> _Source material_:
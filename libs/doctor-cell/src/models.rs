use serde::{Deserialize, Serialize};
use thiserror::Error;

use shared_database::DatabaseError;
use shared_models::error::AppError;
use shared_models::scheduling::{Doctor, Review, WorkingHours};

#[derive(Debug, Clone, Serialize)]
#[serde(rename_all = "camelCase")]
pub struct DoctorListing {
    #[serde(flatten)]
    pub doctor: Doctor,
    pub average_rating: f64,
    pub review_count: usize,
    pub next_available_slot: String,
}

#[derive(Debug, Clone, Serialize)]
#[serde(rename_all = "camelCase")]
pub struct DoctorDetails {
    #[serde(flatten)]
    pub doctor: Doctor,
    pub working_hours: Vec<WorkingHours>,
    pub reviews: Vec<Review>,
    pub average_rating: f64,
    pub review_count: usize,
}

/// Raw `?start=&end=` query. Kept as strings so missing or malformed dates
/// get a descriptive 400 instead of the extractor's rejection.
#[derive(Debug, Clone, Default, Deserialize)]
pub struct AvailabilityQuery {
    pub start: Option<String>,
    pub end: Option<String>,
}

/// Mean rating rounded to one decimal, 0 without reviews.
pub fn average_rating(reviews: &[Review]) -> f64 {
    if reviews.is_empty() {
        return 0.0;
    }
    let total: u32 = reviews.iter().map(|r| u32::from(r.rating)).sum();
    let mean = f64::from(total) / reviews.len() as f64;
    (mean * 10.0).round() / 10.0
}

#[derive(Error, Debug)]
pub enum DoctorError {
    #[error("Doctor not found")]
    NotFound,

    #[error("{0}")]
    InvalidQuery(String),

    #[error("Storage error: {0}")]
    Database(#[from] DatabaseError),
}

impl From<DoctorError> for AppError {
    fn from(error: DoctorError) -> Self {
        match error {
            DoctorError::NotFound => AppError::NotFound("Doctor not found".to_string()),
            DoctorError::InvalidQuery(msg) => AppError::ValidationError(msg),
            DoctorError::Database(e) => AppError::Database(e.to_string()),
        }
    }
}

#[cfg(test)]
mod tests {
    use chrono::Utc;
    use uuid::Uuid;

    use super::*;

    fn review(rating: u8) -> Review {
        Review {
            id: Uuid::new_v4(),
            doctor_id: Uuid::nil(),
            author_name: None,
            rating,
            comment: None,
            created_at: Utc::now(),
        }
    }

    #[test]
    fn average_rating_rounds_to_one_decimal() {
        assert_eq!(average_rating(&[]), 0.0);
        assert_eq!(average_rating(&[review(5), review(4)]), 4.5);
        assert_eq!(average_rating(&[review(5), review(4), review(4)]), 4.3);
    }

    #[test]
    fn listing_flattens_doctor_fields() {
        let listing = DoctorListing {
            doctor: Doctor {
                id: Uuid::nil(),
                name: "Dr. Emily White".to_string(),
                specialization: "Pediatrician".to_string(),
                bio: None,
                fee: 120.0,
            },
            average_rating: 4.5,
            review_count: 2,
            next_available_slot: "Tomorrow, 09:00".to_string(),
        };

        let value = serde_json::to_value(&listing).unwrap();
        assert_eq!(value["name"], "Dr. Emily White");
        assert_eq!(value["averageRating"], 4.5);
        assert_eq!(value["nextAvailableSlot"], "Tomorrow, 09:00");
    }
}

> _Instructions to follow_:
Looking at the listing above, how many of its lines contain "value"? Say only the number.

> _Response box_:
4